Ultimo aggiornamento di martedì 10 marzo 2015 ore 03:08

Una prestazione d'opera effettuata attraverso l'utilizzo di partita Iva viene convenzionalmente definita partita Iva individuale. La legislazione fiscale italiana prevede l'obbligo di aprire la partita Iva quando si svolge in maniera abituale, anche se non esclusiva, un'attività di lavoro autonomo, arte o professione (Dpr 633/1972).

Per aprire la partita Iva bisogna recarsi presso un ufficio dell'Agenzia delle Entrate entro 30 giorni dall'inizio dell'attività e compilare un apposito modulo in cui indicare i propri dati anagrafici, il tipo di attività che si intende svolgere, il luogo in cui si presta il proprio servizio, il presunto volume d'affari e il regime fiscale che si intende applicare (ordinario, regime dei minimi, agevolato). Il modulo è scaricabile dal sito dell'Agenzia delle Entrate.

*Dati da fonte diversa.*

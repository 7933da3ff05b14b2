use super::property::Property;
use crate::error::Result;
use crate::metadata::{FactoryPolicy, PropertyInfo, ProvidedServiceMetadata};
use crate::registry::{RegistrationHandle, ServiceRegistry};
use crate::value::{self, is_textual, Dictionary};
use parking_lot::Mutex;
use serde_json::Value;

#[derive(Debug)]
struct ServiceState {
    properties: Vec<Property>,
    /// Entries propagated from configuration updates
    extra: Dictionary,
    registration: Option<RegistrationHandle>,
    /// Bumped on every change of the visible properties
    revision: u64,
}

impl ServiceState {
    fn compose(&self) -> Dictionary {
        let mut properties: Dictionary = self
            .properties
            .iter()
            .filter_map(|p| p.get().map(|v| (p.name().to_string(), v.clone())))
            .collect();
        properties.extend(self.extra.iter().map(|(k, v)| (k.clone(), v.clone())));
        properties
    }

    /// Properties to push in place, if the service is registered
    fn pending_update(&mut self) -> Option<PendingUpdate> {
        self.revision += 1;
        self.snapshot()
    }

    fn snapshot(&self) -> Option<PendingUpdate> {
        let handle = self.registration.clone()?;
        Some(PendingUpdate {
            handle,
            properties: self.compose(),
            revision: self.revision,
        })
    }
}

/// Visible properties captured at `revision`, to be pushed to `handle`
#[derive(Debug)]
struct PendingUpdate {
    handle: RegistrationHandle,
    properties: Dictionary,
    revision: u64,
}

/// Runtime counterpart of a declared provided service.
///
/// The registry is never called while the service state is locked. Writers
/// racing on the same service may push their snapshots in any order, so every
/// push is followed by a revision check that re-pushes newer state.
#[derive(Debug)]
pub struct ProvidedService {
    metadata: ProvidedServiceMetadata,
    state: Mutex<ServiceState>,
}

impl ProvidedService {
    pub fn new(metadata: ProvidedServiceMetadata) -> Self {
        let properties = metadata
            .properties()
            .iter()
            .cloned()
            .map(Property::new)
            .collect();
        Self {
            metadata,
            state: Mutex::new(ServiceState {
                properties,
                extra: Dictionary::new(),
                registration: None,
                revision: 0,
            }),
        }
    }

    pub fn metadata(&self) -> &ProvidedServiceMetadata {
        &self.metadata
    }

    pub fn specifications(&self) -> &[String] {
        self.metadata.specifications()
    }

    pub fn factory(&self) -> FactoryPolicy {
        self.metadata.factory()
    }

    pub fn is_registered(&self) -> bool {
        self.state.lock().registration.is_some()
    }

    pub fn registration(&self) -> Option<RegistrationHandle> {
        self.state.lock().registration.clone()
    }

    /// Properties attached to the registration: live property values, then
    /// propagated entries on top.
    pub fn service_properties(&self) -> Dictionary {
        self.state.lock().compose()
    }

    /// Description of the declared properties for the component surface
    pub fn describe(&self) -> Vec<PropertyInfo> {
        self.state
            .lock()
            .properties
            .iter()
            .map(|p| {
                PropertyInfo::new(
                    p.name(),
                    p.metadata().type_name().map(str::to_string),
                    p.get().map(value::render).unwrap_or_default(),
                )
            })
            .collect()
    }

    /// Apply already-typed configuration entries, matched by property name
    /// first and then by backing field.
    pub fn apply_initial_configuration(&self, configuration: &Dictionary) {
        let mut state = self.state.lock();
        for property in state.properties.iter_mut() {
            let typed = configuration
                .get(property.name())
                .filter(|v| !is_textual(v))
                .or_else(|| {
                    property
                        .field()
                        .and_then(|f| configuration.get(f))
                        .filter(|v| !is_textual(v))
                })
                .cloned();
            if let Some(value) = typed {
                property.set(value);
            }
        }
    }

    /// Whether a property is backed by `field`
    pub fn has_field(&self, field: &str) -> bool {
        self.state
            .lock()
            .properties
            .iter()
            .any(|p| p.field() == Some(field))
    }

    pub fn get_field(&self, field: &str) -> Option<Value> {
        self.state
            .lock()
            .properties
            .iter()
            .find(|p| p.field() == Some(field))
            .and_then(|p| p.get().cloned())
    }

    /// Write the property backed by `field`; a registered service has its
    /// visible properties updated in place.
    pub fn set_field(
        &self,
        field: &str,
        value: Value,
        registry: &dyn ServiceRegistry,
    ) -> Result<bool> {
        let pending = {
            let mut state = self.state.lock();
            let Some(property) = state
                .properties
                .iter_mut()
                .find(|p| p.field() == Some(field))
            else {
                return Ok(false);
            };
            if !property.set(value) {
                return Ok(false);
            }
            state.pending_update()
        };

        self.push(pending, registry)?;
        Ok(true)
    }

    /// Merge propagated entries into the visible properties
    pub fn add_properties(
        &self,
        properties: &Dictionary,
        registry: &dyn ServiceRegistry,
    ) -> Result<()> {
        if properties.is_empty() {
            return Ok(());
        }
        let pending = {
            let mut state = self.state.lock();
            state
                .extra
                .extend(properties.iter().map(|(k, v)| (k.clone(), v.clone())));
            state.pending_update()
        };
        self.push(pending, registry)
    }

    /// Remove previously propagated entries; declared properties are untouched
    pub fn remove_properties(
        &self,
        properties: &Dictionary,
        registry: &dyn ServiceRegistry,
    ) -> Result<()> {
        let pending = {
            let mut state = self.state.lock();
            let before = state.extra.len();
            state.extra.retain(|k, _| !properties.contains_key(k));
            if state.extra.len() == before {
                return Ok(());
            }
            state.pending_update()
        };
        self.push(pending, registry)
    }

    /// Register with the registry unless already registered.
    ///
    /// Returns whether a new registration was made.
    pub fn register(&self, registry: &dyn ServiceRegistry) -> Result<bool> {
        let (properties, revision) = {
            let state = self.state.lock();
            if state.registration.is_some() {
                return Ok(false);
            }
            (state.compose(), state.revision)
        };

        let handle = registry.register(self.specifications(), &properties, self.factory())?;

        // Changes made while registering are pushed right away
        let pending = {
            let mut state = self.state.lock();
            state.registration = Some(handle);
            if state.revision != revision {
                state.snapshot()
            } else {
                None
            }
        };
        self.push(pending, registry)?;
        Ok(true)
    }

    /// Release the registration if there is one.
    ///
    /// Returns whether a registration was released.
    pub fn unregister(&self, registry: &dyn ServiceRegistry) -> Result<bool> {
        let Some(handle) = self.state.lock().registration.take() else {
            return Ok(false);
        };
        registry.unregister(handle)?;
        Ok(true)
    }

    /// Push `pending`, then keep pushing while a newer revision exists for the
    /// same registration.
    fn push(
        &self,
        mut pending: Option<PendingUpdate>,
        registry: &dyn ServiceRegistry,
    ) -> Result<()> {
        while let Some(update) = pending {
            let pushed = registry.update_properties(&update.handle, &update.properties);

            let state = self.state.lock();
            if state.registration.as_ref() != Some(&update.handle) {
                // Unregistered meanwhile; the next registration composes afresh
                return Ok(());
            }
            pushed?;
            pending = if state.revision != update.revision {
                state.snapshot()
            } else {
                None
            };
        }
        Ok(())
    }
}

#[cfg(test)]
mod tests {
    use super::*;
    use crate::metadata::PropertyMetadata;
    use crate::registry::InMemoryServiceRegistry;
    use serde_json::json;
    use std::sync::{Arc, OnceLock};
    use std::thread;

    /// Registry writing to the service while its registration is in flight
    struct InterleavingRegistry {
        inner: InMemoryServiceRegistry,
        service: OnceLock<Arc<ProvidedService>>,
    }

    impl ServiceRegistry for InterleavingRegistry {
        fn register(
            &self,
            specifications: &[String],
            properties: &Dictionary,
            factory: FactoryPolicy,
        ) -> Result<RegistrationHandle> {
            let handle = self.inner.register(specifications, properties, factory)?;
            if let Some(service) = self.service.get() {
                service.set_field("m_level", json!(5), self)?;
            }
            Ok(handle)
        }

        fn unregister(&self, handle: RegistrationHandle) -> Result<()> {
            self.inner.unregister(handle)
        }

        fn update_properties(
            &self,
            handle: &RegistrationHandle,
            properties: &Dictionary,
        ) -> Result<()> {
            self.inner.update_properties(handle, properties)
        }
    }

    fn service() -> ProvidedService {
        let mut metadata =
            ProvidedServiceMetadata::new(vec!["Sensor".to_string()], FactoryPolicy::Singleton);
        let unit = Some("celsius".to_string());
        metadata.add_property(
            PropertyMetadata::new(Some("unit".to_string()), None, None, unit).unwrap(),
        );
        metadata.add_property(
            PropertyMetadata::new(
                Some("level".to_string()),
                Some("m_level".to_string()),
                Some("int".to_string()),
                None,
            )
            .unwrap(),
        );
        ProvidedService::new(metadata)
    }

    #[test]
    fn test_unset_properties_are_not_visible() {
        let service = service();
        let properties = service.service_properties();
        assert_eq!(properties.len(), 1);
        assert_eq!(properties["unit"], json!("celsius"));
    }

    #[test]
    fn test_register_is_idempotent() {
        let registry = InMemoryServiceRegistry::new();
        let service = service();

        assert!(service.register(&registry).unwrap());
        assert!(!service.register(&registry).unwrap());
        assert_eq!(registry.lookup("Sensor").len(), 1);

        assert!(service.unregister(&registry).unwrap());
        assert!(!service.unregister(&registry).unwrap());
        assert!(registry.lookup("Sensor").is_empty());
    }

    #[test]
    fn test_field_write_updates_registration_in_place() {
        let registry = InMemoryServiceRegistry::new();
        let service = service();
        service.register(&registry).unwrap();
        let handle = service.registration().unwrap();

        assert!(service.set_field("m_level", json!(3), &registry).unwrap());
        assert!(!service.set_field("m_level", json!(3), &registry).unwrap());
        assert!(!service.set_field("m_unknown", json!(3), &registry).unwrap());

        let record = registry.registration(&handle).unwrap();
        assert_eq!(record.properties["level"], json!(3));
        assert_eq!(registry.stats().property_updates, 1);
        assert_eq!(service.get_field("m_level"), Some(json!(3)));
    }

    #[test]
    fn test_propagated_entries_override_and_are_removed_alone() {
        let registry = InMemoryServiceRegistry::new();
        let service = service();
        let mut extra = Dictionary::new();
        extra.insert("unit".to_string(), json!("kelvin"));
        extra.insert("mode".to_string(), json!("fast"));

        service.add_properties(&extra, &registry).unwrap();
        assert_eq!(service.service_properties()["unit"], json!("kelvin"));

        service.remove_properties(&extra, &registry).unwrap();
        let properties = service.service_properties();
        assert_eq!(properties["unit"], json!("celsius"));
        assert!(!properties.contains_key("mode"));
    }

    #[test]
    fn test_typed_initial_configuration() {
        let service = service();
        let mut configuration = Dictionary::new();
        configuration.insert("m_level".to_string(), json!(9));
        configuration.insert("unit".to_string(), json!("ignored textual"));
        service.apply_initial_configuration(&configuration);

        assert_eq!(service.get_field("m_level"), Some(json!(9)));
        assert_eq!(service.service_properties()["unit"], json!("celsius"));
    }

    #[test]
    fn test_describe_renders_values() {
        let infos = service().describe();
        assert_eq!(infos[0].value, "celsius");
        assert_eq!(infos[1].type_name.as_deref(), Some("int"));
        assert_eq!(infos[1].value, "");
    }

    #[test]
    fn test_write_during_registration_is_pushed() {
        let registry = InterleavingRegistry {
            inner: InMemoryServiceRegistry::new(),
            service: OnceLock::new(),
        };
        let service = Arc::new(service());
        registry.service.set(service.clone()).unwrap();

        assert!(service.register(&registry).unwrap());
        assert!(service.is_registered());

        let record = registry.inner.registration(&service.registration().unwrap()).unwrap();
        assert_eq!(record.properties["level"], json!(5));
        assert_eq!(record.properties, service.service_properties());
        assert_eq!(registry.inner.stats().property_updates, 1);
    }

    #[test]
    fn test_concurrent_writes_while_toggling_registration() {
        let registry = Arc::new(InMemoryServiceRegistry::new());
        let service = Arc::new(service());

        let writers: Vec<_> = (0..4)
            .map(|t| {
                let registry = registry.clone();
                let service = service.clone();
                thread::spawn(move || {
                    for i in 0..200 {
                        let written = service.set_field("m_level", json!(t * 1000 + i), &*registry);
                        assert!(written.is_ok());
                    }
                })
            })
            .collect();

        for _ in 0..50 {
            service.register(&*registry).unwrap();
            service.unregister(&*registry).unwrap();
        }
        service.register(&*registry).unwrap();

        for writer in writers {
            writer.join().unwrap();
        }

        // the registry holds the last written state, however the pushes interleaved
        let record = registry.registration(&service.registration().unwrap()).unwrap();
        assert_eq!(record.properties, service.service_properties());

        service.set_field("m_level", json!(-1), &*registry).unwrap();
        let record = registry.registration(&service.registration().unwrap()).unwrap();
        assert_eq!(record.properties["level"], json!(-1));

        service.unregister(&*registry).unwrap();
        assert!(!service.is_registered());
        assert_eq!(registry.stats().live_registrations, 0);
        assert!(registry.lookup("Sensor").is_empty());
    }
}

Dal momento in cui si apre la partita Iva si è tenuti ad una serie di adempimenti contabili e fiscali: emissione fatture, registro delle fatture emesse su apposito registro (registro delle fatture emesse e registro degli acquisti), alla liquidazione trimestrale e/o mensile dell'Iva, nonché alla relativa liquidazione annuale.

NOTA BENELavorare con la prestazione d'opera significa sostenere costi a volte elevati per la tenuta della partita Iva. NIdiL CGIL ha sottoscritto con commercialisti privati o società di assistenza fiscali nelle varie città alcune convenzioni per l'assistenza dei propri iscritti a costi più vantaggiosi rispetto a quelli di mercato.